Geert Wilders é um deputado holandês à caça de votos. Usa o caminho fácil: o insulto aos muçulmanos e o combate à imigração. Pelas suas palavras: “Eu quero que o Corão fascista seja proibido. Temos de parar a islamização da Holanda. Isto quer dizer nem mais uma mesquita, nem mais uma escola islâmica, nem mais um imã…”. Mas Wilders é mais inteligente do que Le Pen: em vez de ser o agressor, provoca à espera de ser vítima e de receber indignada solidariedade. E resulta. Agora fez um filme e quer transmiti-lo. Não está a ser fácil. É um filme anti-Islão e vindo de quem vem espera-se o pior. Geert Wilders diz-se defensor da liberdade de expressão. Apenas a dele, claro.
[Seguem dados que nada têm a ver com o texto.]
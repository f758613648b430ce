//! Process configuration read from the environment.
//!
//! ```rust
//! use std::collections::HashMap;
//! use tandem::TandemConfig;
//!
//! let env = HashMap::from([
//!     ("OPENAI_API_KEY", "sk-test"),
//!     ("MISTRAL_API_KEY", "ms-test"),
//!     ("TANDEM_POLL_MAX_WAIT_SECS", "30"),
//! ]);
//! let config = TandemConfig::from_lookup(|key| env.get(key).map(|value| value.to_string()))
//!     .expect("config should load");
//!
//! assert_eq!(config.stateless.model, "mistral-large-latest");
//! assert_eq!(config.poll.max_wait.as_secs(), 30);
//! ```

use std::collections::BTreeMap;
use std::str::FromStr;
use std::time::Duration;

use tchat::{AssistantError, default_generation_options};
use tcommon::GenerationOptions;
use tprovider::{PollPolicy, ProviderId, SecretString};

use crate::AgentProfile;

pub const DEFAULT_ASSISTANTS_BASE_URL: &str = "https://api.openai.com/v1";
pub const DEFAULT_MISTRAL_BASE_URL: &str = "https://api.mistral.ai/v1";
pub const DEFAULT_ASSISTANT_MODEL: &str = "gpt-4-1106-preview";
pub const DEFAULT_MISTRAL_MODEL: &str = "mistral-large-latest";
pub const DEFAULT_REQUEST_TIMEOUT: Duration = Duration::from_secs(90);
/// Upper bound accepted for `TANDEM_POLL_MAX_WAIT_SECS`.
pub const MAX_POLL_WAIT: Duration = Duration::from_secs(24 * 60 * 60);

#[derive(Debug)]
pub struct RunBackendConfig {
    pub api_key: SecretString,
    pub base_url: String,
    pub model: String,
}

#[derive(Debug)]
pub struct CompletionBackendConfig {
    pub api_key: SecretString,
    pub base_url: String,
    pub model: String,
    pub options: GenerationOptions,
}

#[derive(Debug)]
pub struct TandemConfig {
    pub stateful_run: RunBackendConfig,
    pub stateless: CompletionBackendConfig,
    pub poll: PollPolicy,
    pub request_timeout: Duration,
    pub profiles: BTreeMap<ProviderId, AgentProfile>,
}

impl TandemConfig {
    pub fn new(assistants_api_key: SecretString, mistral_api_key: SecretString) -> Self {
        Self {
            stateful_run: RunBackendConfig {
                api_key: assistants_api_key,
                base_url: DEFAULT_ASSISTANTS_BASE_URL.to_string(),
                model: DEFAULT_ASSISTANT_MODEL.to_string(),
            },
            stateless: CompletionBackendConfig {
                api_key: mistral_api_key,
                base_url: DEFAULT_MISTRAL_BASE_URL.to_string(),
                model: DEFAULT_MISTRAL_MODEL.to_string(),
                options: default_generation_options(),
            },
            poll: PollPolicy::default(),
            request_timeout: DEFAULT_REQUEST_TIMEOUT,
            profiles: ProviderId::ALL
                .into_iter()
                .map(|provider| (provider, AgentProfile::default_for(provider)))
                .collect(),
        }
    }

    pub fn from_env() -> Result<Self, AssistantError> {
        Self::from_lookup(|key| std::env::var(key).ok())
    }

    /// Builds the config from any key lookup; missing keys and unparsable
    /// numbers are `InvalidConfig`.
    pub fn from_lookup<F>(lookup: F) -> Result<Self, AssistantError>
    where
        F: Fn(&str) -> Option<String>,
    {
        let mut config = Self::new(
            required_key(&lookup, "OPENAI_API_KEY")?,
            required_key(&lookup, "MISTRAL_API_KEY")?,
        );

        if let Some(base_url) = optional_string(&lookup, "OPENAI_BASE_URL") {
            config.stateful_run.base_url = base_url;
        }
        if let Some(model) = optional_string(&lookup, "OPENAI_ASSISTANT_MODEL") {
            config.stateful_run.model = model;
        }
        if let Some(base_url) = optional_string(&lookup, "MISTRAL_BASE_URL") {
            config.stateless.base_url = base_url;
        }
        if let Some(model) = optional_string(&lookup, "MISTRAL_MODEL") {
            config.stateless.model = model;
        }

        if let Some(millis) = optional_positive::<u64, _>(&lookup, "TANDEM_POLL_INTERVAL_MS")? {
            config.poll.initial_interval = Duration::from_millis(millis);
        }
        if let Some(millis) = optional_positive::<u64, _>(&lookup, "TANDEM_POLL_MAX_INTERVAL_MS")? {
            config.poll.max_interval = Duration::from_millis(millis);
        }
        if let Some(secs) = optional_positive::<u64, _>(&lookup, "TANDEM_POLL_MAX_WAIT_SECS")? {
            config.poll.max_wait = Duration::from_secs(secs);
        }
        if let Some(secs) = optional_positive::<u64, _>(&lookup, "TANDEM_REQUEST_TIMEOUT_SECS")? {
            config.request_timeout = Duration::from_secs(secs);
        }

        if config.poll.max_wait > MAX_POLL_WAIT {
            return Err(AssistantError::invalid_config(format!(
                "TANDEM_POLL_MAX_WAIT_SECS must not exceed {} seconds",
                MAX_POLL_WAIT.as_secs()
            )));
        }
        if config.poll.initial_interval > config.poll.max_interval {
            return Err(AssistantError::invalid_config(
                "TANDEM_POLL_INTERVAL_MS must not exceed TANDEM_POLL_MAX_INTERVAL_MS",
            ));
        }

        Ok(config)
    }

    pub fn with_poll_policy(mut self, poll: PollPolicy) -> Self {
        self.poll = poll;
        self
    }

    pub fn with_profile(mut self, provider: ProviderId, profile: AgentProfile) -> Self {
        self.profiles.insert(provider, profile);
        self
    }
}

fn required_key<F>(lookup: &F, name: &str) -> Result<SecretString, AssistantError>
where
    F: Fn(&str) -> Option<String>,
{
    let value = lookup(name)
        .ok_or_else(|| AssistantError::invalid_config(format!("{name} is not set")))?;
    SecretString::required(value, name).map_err(|error| AssistantError::invalid_config(error.message))
}

fn optional_string<F>(lookup: &F, name: &str) -> Option<String>
where
    F: Fn(&str) -> Option<String>,
{
    lookup(name)
        .map(|value| value.trim().to_string())
        .filter(|value| !value.is_empty())
}

fn optional_positive<T, F>(lookup: &F, name: &str) -> Result<Option<T>, AssistantError>
where
    T: FromStr + Default + PartialEq,
    F: Fn(&str) -> Option<String>,
{
    let Some(raw) = optional_string(lookup, name) else {
        return Ok(None);
    };

    let value = raw.parse::<T>().map_err(|_| {
        AssistantError::invalid_config(format!("{name} must be a positive integer, got '{raw}'"))
    })?;
    if value == T::default() {
        return Err(AssistantError::invalid_config(format!(
            "{name} must be greater than zero"
        )));
    }

    Ok(Some(value))
}

#[cfg(test)]
mod tests {
    use std::collections::HashMap;

    use tchat::AssistantErrorKind;

    use super::*;

    fn lookup_from(pairs: &[(&str, &str)]) -> impl Fn(&str) -> Option<String> + use<> {
        let env = pairs
            .iter()
            .map(|(key, value)| (key.to_string(), value.to_string()))
            .collect::<HashMap<_, _>>();
        move |key| env.get(key).cloned()
    }

    #[test]
    fn defaults_apply_when_only_keys_are_set() {
        let config = TandemConfig::from_lookup(lookup_from(&[
            ("OPENAI_API_KEY", " sk-test "),
            ("MISTRAL_API_KEY", "ms-test"),
        ]))
        .expect("config");

        assert_eq!(config.stateful_run.api_key.expose(), "sk-test");
        assert_eq!(config.stateful_run.base_url, DEFAULT_ASSISTANTS_BASE_URL);
        assert_eq!(config.stateful_run.model, DEFAULT_ASSISTANT_MODEL);
        assert_eq!(config.stateless.base_url, DEFAULT_MISTRAL_BASE_URL);
        assert_eq!(config.stateless.options.max_tokens, Some(1000));
        assert_eq!(config.poll, PollPolicy::default());
        assert_eq!(config.request_timeout, Duration::from_secs(90));
        assert_eq!(config.profiles.len(), ProviderId::ALL.len());
    }

    #[test]
    fn overrides_are_read_and_trimmed() {
        let config = TandemConfig::from_lookup(lookup_from(&[
            ("OPENAI_API_KEY", "sk-test"),
            ("MISTRAL_API_KEY", "ms-test"),
            ("OPENAI_BASE_URL", "http://localhost:8080/v1 "),
            ("MISTRAL_MODEL", "mistral-small-latest"),
            ("TANDEM_POLL_INTERVAL_MS", "100"),
            ("TANDEM_POLL_MAX_INTERVAL_MS", "500"),
            ("TANDEM_POLL_MAX_WAIT_SECS", "20"),
            ("TANDEM_REQUEST_TIMEOUT_SECS", "15"),
        ]))
        .expect("config");

        assert_eq!(config.stateful_run.base_url, "http://localhost:8080/v1");
        assert_eq!(config.stateless.model, "mistral-small-latest");
        assert_eq!(config.poll.initial_interval, Duration::from_millis(100));
        assert_eq!(config.poll.max_interval, Duration::from_millis(500));
        assert_eq!(config.poll.max_wait, Duration::from_secs(20));
        assert_eq!(config.request_timeout, Duration::from_secs(15));
    }

    #[test]
    fn missing_or_blank_keys_are_invalid_config() {
        let missing = TandemConfig::from_lookup(lookup_from(&[("MISTRAL_API_KEY", "ms")]))
            .expect_err("missing key");
        assert_eq!(missing.kind, AssistantErrorKind::InvalidConfig);
        assert!(missing.message.contains("OPENAI_API_KEY"));

        let blank = TandemConfig::from_lookup(lookup_from(&[
            ("OPENAI_API_KEY", "sk"),
            ("MISTRAL_API_KEY", "   "),
        ]))
        .expect_err("blank key");
        assert_eq!(blank.kind, AssistantErrorKind::InvalidConfig);
        assert!(blank.message.contains("MISTRAL_API_KEY"));
    }

    #[test]
    fn bad_numbers_are_rejected() {
        for (name, value) in [
            ("TANDEM_POLL_MAX_WAIT_SECS", "soon"),
            ("TANDEM_POLL_MAX_WAIT_SECS", "0"),
            ("TANDEM_REQUEST_TIMEOUT_SECS", "-1"),
        ] {
            let error = TandemConfig::from_lookup(lookup_from(&[
                ("OPENAI_API_KEY", "sk"),
                ("MISTRAL_API_KEY", "ms"),
                (name, value),
            ]))
            .expect_err("invalid number");
            assert_eq!(error.kind, AssistantErrorKind::InvalidConfig);
            assert!(error.message.contains(name));
        }
    }

    #[test]
    fn oversized_max_wait_is_rejected() {
        for value in ["86401", "18446744073709551615"] {
            let error = TandemConfig::from_lookup(lookup_from(&[
                ("OPENAI_API_KEY", "sk"),
                ("MISTRAL_API_KEY", "ms"),
                ("TANDEM_POLL_MAX_WAIT_SECS", value),
            ]))
            .expect_err("max wait above cap");
            assert_eq!(error.kind, AssistantErrorKind::InvalidConfig);
            assert!(error.message.contains("TANDEM_POLL_MAX_WAIT_SECS"));
        }

        let at_cap = TandemConfig::from_lookup(lookup_from(&[
            ("OPENAI_API_KEY", "sk"),
            ("MISTRAL_API_KEY", "ms"),
            ("TANDEM_POLL_MAX_WAIT_SECS", "86400"),
        ]))
        .expect("cap itself is accepted");
        assert_eq!(at_cap.poll.max_wait, MAX_POLL_WAIT);
    }

    #[test]
    fn poll_interval_above_cap_is_rejected() {
        let error = TandemConfig::from_lookup(lookup_from(&[
            ("OPENAI_API_KEY", "sk"),
            ("MISTRAL_API_KEY", "ms"),
            ("TANDEM_POLL_INTERVAL_MS", "5000"),
        ]))
        .expect_err("interval above default cap");
        assert_eq!(error.kind, AssistantErrorKind::InvalidConfig);
    }
}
Wilders tem direito a fazer um filme insultuoso contra o Islão? Mesmo recusando a liberdade de expressão alheia, tem. Pode exibi-lo? Se o fez, deve. A Holanda tem, depois da exibição do filme, de garantir a sua segurança? Sempre e a qualquer custo. Mas depois do senhor Wilders conseguir o que quer é a nossa vez. Também nós, os que recusam a lógica do confronto de civilizações, os que sentem náuseas perante o fascismo da superioridade cultural, os que não gostam de quem usa o medo para ganhar votos, os que realmente defendem a liberdade de expressão de todos, temos direito a falar. Que não nos obriguem a fazer coro com esta gente. Temos de poder dizer ao senhor Wilders que reconhecemos o seu ódio: usou bigode estreito e marchou pela Europa. Usou a bestialização da diferença para chegar ao poder. Cá está de novo. E cá estaremos nós, mais uma vez, para defender a liberdade de todos. Porque em democracia todos os pulhas têm direito à palavra. Felizmente.